Specs That Push the Envelope
The headline numbers are striking. HBM4E delivers 16 Gbps per pin and up to 4.0 terabytes per second of bandwidth per stack — a significant leap over current-generation solutions. Samsung is stacking 16 high-density layers to reach 48 GB of capacity per stack, enabled by its proprietary hybrid copper bonding (HCB) technology.
According to Samsung, HCB reduces heat resistance by more than 20 percent compared to conventional approaches, a critical advantage as AI workloads push thermal envelopes inside dense server racks.
HBM4 Already in Mass Production
While HBM4E represents the future, Samsung's current HBM4 is already shipping. The company says its HBM4 delivers consistent processing speeds of 11.7 Gbps — well above the 8 Gbps industry standard — with headroom to push to 13 Gbps. These chips are designed for NVIDIA's Vera Rubin platform, which CEO Jensen Huang showcased extensively during his GTC keynote.
The Memory Race Heats Up
The unveiling comes at a pivotal moment. SK Hynix currently holds roughly two-thirds of NVIDIA's 2026 HBM4 allocation for Vera Rubin, leaving Samsung in an unfamiliar second-place position. To close the gap, Samsung has pledged to triple its HBM production capacity — a massive capital commitment that underscores just how high the stakes are in AI infrastructure.

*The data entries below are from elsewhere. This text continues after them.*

//! Scripted service doubles shared by the generation unit tests.

use std::collections::VecDeque;
use std::sync::atomic::{AtomicUsize, Ordering};
use std::sync::Mutex;
use std::time::Duration;

use async_trait::async_trait;

use crate::service::{
    GenerationService, JobCreated, PayloadUploader, ServiceError, StatusReport, UploadTarget,
};

pub(crate) fn pending() -> Result<StatusReport, ServiceError> {
    Ok(StatusReport::default())
}

pub(crate) fn succeeded(url: &str) -> Result<StatusReport, ServiceError> {
    Ok(StatusReport {
        success: Some(true),
        audio_url: Some(url.to_string()),
    })
}

pub(crate) fn failed() -> Result<StatusReport, ServiceError> {
    Ok(StatusReport {
        success: Some(false),
        audio_url: None,
    })
}

pub(crate) fn transport_error() -> Result<StatusReport, ServiceError> {
    Err(ServiceError::Decode("connection reset".to_string()))
}

/// Service whose responses are scripted per test and whose calls are counted.
#[derive(Default)]
pub(crate) struct ScriptedService {
    statuses: Mutex<VecDeque<Result<StatusReport, ServiceError>>>,
    status_delay: Option<Duration>,
    submit_delay: Option<Duration>,
    submit_error: Mutex<Option<ServiceError>>,
    target_error: Mutex<Option<ServiceError>>,
    reject_put: bool,
    throttled: bool,
    pub status_calls: AtomicUsize,
    pub text_submissions: AtomicUsize,
    pub file_submissions: AtomicUsize,
    pub target_requests: AtomicUsize,
    pub puts: AtomicUsize,
    pub last_file_job: Mutex<Option<(String, String)>>,
}

impl ScriptedService {
    pub(crate) fn new() -> Self {
        Self::default()
    }

    /// Status responses in order; once exhausted every query reports pending.
    pub(crate) fn with_statuses(
        mut self,
        statuses: Vec<Result<StatusReport, ServiceError>>,
    ) -> Self {
        self.statuses = Mutex::new(statuses.into());
        self
    }

    pub(crate) fn with_status_delay(mut self, delay: Duration) -> Self {
        self.status_delay = Some(delay);
        self
    }

    pub(crate) fn with_submit_delay(mut self, delay: Duration) -> Self {
        self.submit_delay = Some(delay);
        self
    }

    pub(crate) fn failing_submit(self, error: ServiceError) -> Self {
        *self.submit_error.lock().unwrap() = Some(error);
        self
    }

    pub(crate) fn failing_upload_target(self, error: ServiceError) -> Self {
        *self.target_error.lock().unwrap() = Some(error);
        self
    }

    pub(crate) fn rejecting_put(mut self) -> Self {
        self.reject_put = true;
        self
    }

    pub(crate) fn throttled(mut self) -> Self {
        self.throttled = true;
        self
    }

    pub(crate) fn count(counter: &AtomicUsize) -> usize {
        counter.load(Ordering::SeqCst)
    }

    fn created(&self) -> Result<JobCreated, ServiceError> {
        if let Some(error) = self.submit_error.lock().unwrap().take() {
            return Err(error);
        }
        Ok(JobCreated {
            job_id: "j1".to_string(),
            throttled: self.throttled,
        })
    }
}

#[async_trait]
impl GenerationService for ScriptedService {
    async fn submit_text_job(&self, _content: &str) -> Result<JobCreated, ServiceError> {
        self.text_submissions.fetch_add(1, Ordering::SeqCst);
        if let Some(delay) = self.submit_delay {
            tokio::time::sleep(delay).await;
        }
        self.created()
    }

    async fn submit_file_job(
        &self,
        storage_key: &str,
        voice_id: &str,
    ) -> Result<JobCreated, ServiceError> {
        self.file_submissions.fetch_add(1, Ordering::SeqCst);
        *self.last_file_job.lock().unwrap() = Some((storage_key.to_string(), voice_id.to_string()));
        self.created()
    }

    async fn request_upload_target(
        &self,
        content_type: &str,
    ) -> Result<UploadTarget, ServiceError> {
        self.target_requests.fetch_add(1, Ordering::SeqCst);
        if let Some(error) = self.target_error.lock().unwrap().take() {
            return Err(error);
        }
        let n = Self::count(&self.target_requests);
        Ok(UploadTarget {
            write_url: format!("https://storage.test/put/{}", n),
            storage_key: format!("inputs/{}-{}", n, content_type.replace('/', "-")),
        })
    }

    async fn get_job_status(&self, _job_id: &str) -> Result<StatusReport, ServiceError> {
        self.status_calls.fetch_add(1, Ordering::SeqCst);
        if let Some(delay) = self.status_delay {
            tokio::time::sleep(delay).await;
        }
        let next = self.statuses.lock().unwrap().pop_front();
        next.unwrap_or_else(pending)
    }
}

#[async_trait]
impl PayloadUploader for ScriptedService {
    async fn put(
        &self,
        _target: &UploadTarget,
        _content_type: &str,
        _bytes: Vec<u8>,
    ) -> Result<(), ServiceError> {
        self.puts.fetch_add(1, Ordering::SeqCst);
        if self.reject_put {
            return Err(ServiceError::Status {
                status: 403,
                message: "Upload rejected by storage".to_string(),
            });
        }
        Ok(())
    }
}
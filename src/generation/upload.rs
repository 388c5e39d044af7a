//! Upload pipeline for file-based jobs.
//!
//! Obtains a fresh upload target and writes the payload to it. Targets are
//! pre-signed and single-use, so a failed transfer is not retried: a
//! partial write cannot be resumed against the same target.

use tracing::{debug, warn};

use crate::error::{ErrorCode, OrchestratorError, Result};
use crate::service::{GenerationService, PayloadUploader};
use crate::types::AudioFile;

/// Uploads `file` and returns the storage key to submit.
///
/// Consumes the file so its bytes are released once the transfer ends.
pub async fn upload(
    service: &dyn GenerationService,
    uploader: &dyn PayloadUploader,
    file: AudioFile,
) -> Result<String> {
    let target = service
        .request_upload_target(&file.content_type)
        .await
        .map_err(|e| {
            warn!(error = %e, "Failed to obtain upload target");
            OrchestratorError::with_source(
                ErrorCode::UploadFailed,
                "Failed to obtain an upload target",
                e,
            )
        })?;

    let size = file.size();
    debug!(storage_key = %target.storage_key, size, "Uploading payload");

    uploader
        .put(&target, &file.content_type, file.bytes)
        .await
        .map_err(|e| {
            warn!(storage_key = %target.storage_key, error = %e, "Payload upload failed");
            OrchestratorError::with_source(
                ErrorCode::UploadFailed,
                "Failed to upload file to storage",
                e,
            )
        })?;

    Ok(target.storage_key)
}
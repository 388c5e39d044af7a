//! Generation job orchestration.
//!
//! Provides the pipeline from a validated submission to a published result:
//! precondition checks, payload upload, job submission, status polling and
//! result handoff, driven by [`GenerationOrchestrator`].

pub mod handoff;
pub mod notify;
pub mod orchestrator;
pub mod poller;
pub mod submitter;
pub mod upload;
pub mod validator;

#[cfg(test)]
pub(crate) mod test_support;

// Re-export commonly used items
pub use handoff::{build_result, RequestMeta, ResultHandoff, SOUND_EFFECT_SERVICE};
pub use notify::{LogNotifier, Notification, Notifier, THROTTLE_MESSAGE};
pub use orchestrator::{GenerationOrchestrator, JobHandle, JobOutcome, OrchestratorState};
pub use poller::{PollOutcome, PollerState, StatusPoller};
pub use submitter::submit;
pub use upload::upload;
pub use validator::{PreconditionValidator, MAX_UPLOAD_BYTES};
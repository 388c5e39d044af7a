//! JSON-RPC server over stdin/stdout.
//!
//! Implements the JSON-RPC 2.0 protocol for daemon communication. Requests
//! are read one line at a time. Submissions run in their own tasks so the
//! loop keeps reading (and can act on `cancel`) while they wait on the
//! network; notifications from running jobs are written from their tasks.

use std::io::{self, Write};
use std::sync::atomic::{AtomicBool, Ordering};
use std::sync::Arc;

use tokio::io::{AsyncBufReadExt, BufReader};
use tokio::sync::watch;
use tracing::{debug, error, info};

use crate::config::OrchestratorConfig;
use crate::generation::{GenerationOrchestrator, Notification, Notifier, OrchestratorState};
use crate::registry::{PlaybackRegistry, StaticVoiceCatalog, TrackRegistry};
use crate::service::{HttpGenerationService, ServiceError};
use crate::types::PlayableResult;

use super::methods::{handle_request, is_long_running};
use super::types::{
    GenerationErrorParams, JsonRpcError, JsonRpcErrorResponse, JsonRpcNotification,
    JsonRpcRequest, JsonRpcResponse, ThrottleNoticeParams,
};

/// State shared across all request handlers.
pub struct ServerState {
    /// Orchestrator driving the daemon's single surface.
    pub orchestrator: GenerationOrchestrator,
    /// Finished results.
    pub registry: Arc<TrackRegistry>,
    /// Voice selection per profile.
    pub voices: Arc<StaticVoiceCatalog>,
    /// Daemon configuration.
    pub config: OrchestratorConfig,
    /// Flag to signal server shutdown.
    shutdown: Arc<AtomicBool>,
}

impl ServerState {
    /// Creates server state talking to the HTTP service in `config`.
    pub fn new(config: OrchestratorConfig) -> Result<Self, ServiceError> {
        let service = Arc::new(HttpGenerationService::from_config(&config)?);
        let registry = Arc::new(TrackRegistry::with_capacity(config.registry_capacity));
        let voices = Arc::new(StaticVoiceCatalog::new(config.voices.clone()));

        let orchestrator = GenerationOrchestrator::new(
            service.clone(),
            service,
            Arc::new(RpcRegistry(registry.clone())),
            Arc::new(RpcNotifier),
            voices.clone(),
            &config,
        );

        Ok(Self {
            orchestrator,
            registry,
            voices,
            config,
            shutdown: Arc::new(AtomicBool::new(false)),
        })
    }

    /// Signals the server to shut down.
    pub fn shutdown(&self) {
        self.shutdown.store(true, Ordering::SeqCst);
    }

    /// Returns true if shutdown has been requested.
    pub fn is_shutdown(&self) -> bool {
        self.shutdown.load(Ordering::SeqCst)
    }
}

/// Playback registry that announces each published result.
struct RpcRegistry(Arc<TrackRegistry>);

impl PlaybackRegistry for RpcRegistry {
    fn publish(&self, result: PlayableResult) {
        send_notification("generation_complete", &result);
        self.0.publish(result);
    }
}

/// Notifier that forwards notifications to the client.
struct RpcNotifier;

impl Notifier for RpcNotifier {
    fn notify(&self, notification: Notification) {
        match notification {
            Notification::ThrottleNotice { job_id, message } => {
                send_notification("throttle_notice", ThrottleNoticeParams { job_id, message });
            }
            Notification::Failure {
                job_id,
                code,
                message,
                ..
            } => {
                send_notification(
                    "generation_error",
                    GenerationErrorParams {
                        job_id,
                        code: code.as_str().to_string(),
                        message,
                    },
                );
            }
        }
    }
}

/// Runs the JSON-RPC server, reading from stdin and writing to stdout.
///
/// Returns when stdin closes or a `shutdown` request is handled. Any job
/// still polling is cancelled when the state is dropped.
pub async fn run_server(state: ServerState) {
    let state = Arc::new(state);
    let mut lines = BufReader::new(tokio::io::stdin()).lines();
    let watcher = tokio::spawn(forward_state_changes(state.orchestrator.subscribe()));

    info!("JSON-RPC server started, waiting for requests");

    loop {
        let line = match lines.next_line().await {
            Ok(Some(l)) => l,
            Ok(None) => break,
            Err(e) => {
                error!(error = %e, "Error reading stdin");
                break;
            }
        };

        // Skip empty lines
        if line.trim().is_empty() {
            continue;
        }

        let request = match parse_request(&line) {
            Ok(request) => request,
            Err(response) => {
                write_line(&response);
                continue;
            }
        };

        if is_long_running(&request.method) {
            let state = state.clone();
            tokio::spawn(async move {
                write_line(&respond(request, &state).await);
            });
        } else {
            write_line(&respond(request, &state).await);
        }

        if state.is_shutdown() {
            info!("Server shutdown requested");
            break;
        }
    }

    watcher.abort();
    info!("JSON-RPC server stopped");
}

/// Emits a `state_changed` notification for every state transition.
async fn forward_state_changes(mut rx: watch::Receiver<OrchestratorState>) {
    while rx.changed().await.is_ok() {
        let state = rx.borrow_and_update().clone();
        debug!(?state, "State changed");
        send_notification("state_changed", state);
    }
}

/// Processes a single JSON-RPC request line.
pub(crate) async fn process_request(line: &str, state: &ServerState) -> Option<String> {
    match parse_request(line) {
        Ok(request) => Some(respond(request, state).await),
        Err(response) => Some(response),
    }
}

/// Parses and checks a request line. On failure returns the error response.
fn parse_request(line: &str) -> Result<JsonRpcRequest, String> {
    let request: JsonRpcRequest = match serde_json::from_str(line) {
        Ok(r) => r,
        Err(e) => {
            let error = JsonRpcErrorResponse::new(
                None,
                JsonRpcError::parse_error(format!("Invalid JSON: {}", e)),
            );
            return Err(serde_json::to_string(&error).unwrap_or_default());
        }
    };

    // Validate JSON-RPC version
    if request.jsonrpc != "2.0" {
        let error = JsonRpcErrorResponse::new(
            Some(request.id),
            JsonRpcError::invalid_request("Invalid JSON-RPC version (expected 2.0)"),
        );
        return Err(serde_json::to_string(&error).unwrap_or_default());
    }

    Ok(request)
}

/// Dispatches a parsed request and serializes the response.
async fn respond(request: JsonRpcRequest, state: &ServerState) -> String {
    match handle_request(&request.method, request.params, state).await {
        Ok(result) => {
            serde_json::to_string(&JsonRpcResponse::new(request.id, result)).unwrap_or_default()
        }
        Err(error) => serde_json::to_string(&JsonRpcErrorResponse::new(Some(request.id), error))
            .unwrap_or_default(),
    }
}

/// Sends a JSON-RPC notification to stdout.
pub fn send_notification<T: serde::Serialize>(method: &'static str, params: T) {
    let notification = JsonRpcNotification::new(method, params);
    if let Ok(json) = serde_json::to_string(&notification) {
        write_line(&json);
    }
}

fn write_line(line: &str) {
    let mut stdout = io::stdout().lock();
    writeln!(stdout, "{}", line).ok();
    stdout.flush().ok();
}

The broader context amplifies the urgency. During his GTC keynote, Huang projected $1 trillion in purchase orders for Blackwell and Vera Rubin systems through 2027. Every one of those systems needs vast quantities of high-bandwidth memory, making HBM suppliers as strategically important as GPU designers themselves.
What It Means for the AI Industry
Memory bandwidth has emerged as one of the key bottlenecks in scaling large language models and inference workloads. As models grow to trillions of parameters and context windows expand past one million tokens, the ability to feed data to GPUs fast enough becomes a defining constraint.
Samsung's HBM4E, with its 4 TB/s throughput, is designed specifically for this next wave. If Samsung can deliver on its production pledges and close the gap with SK Hynix, the resulting competition could drive down costs and accelerate the buildout of AI data centers worldwide.
For now, the memory wars are just getting started — and GTC 2026 made clear that the chip powering AI's future is not just the GPU.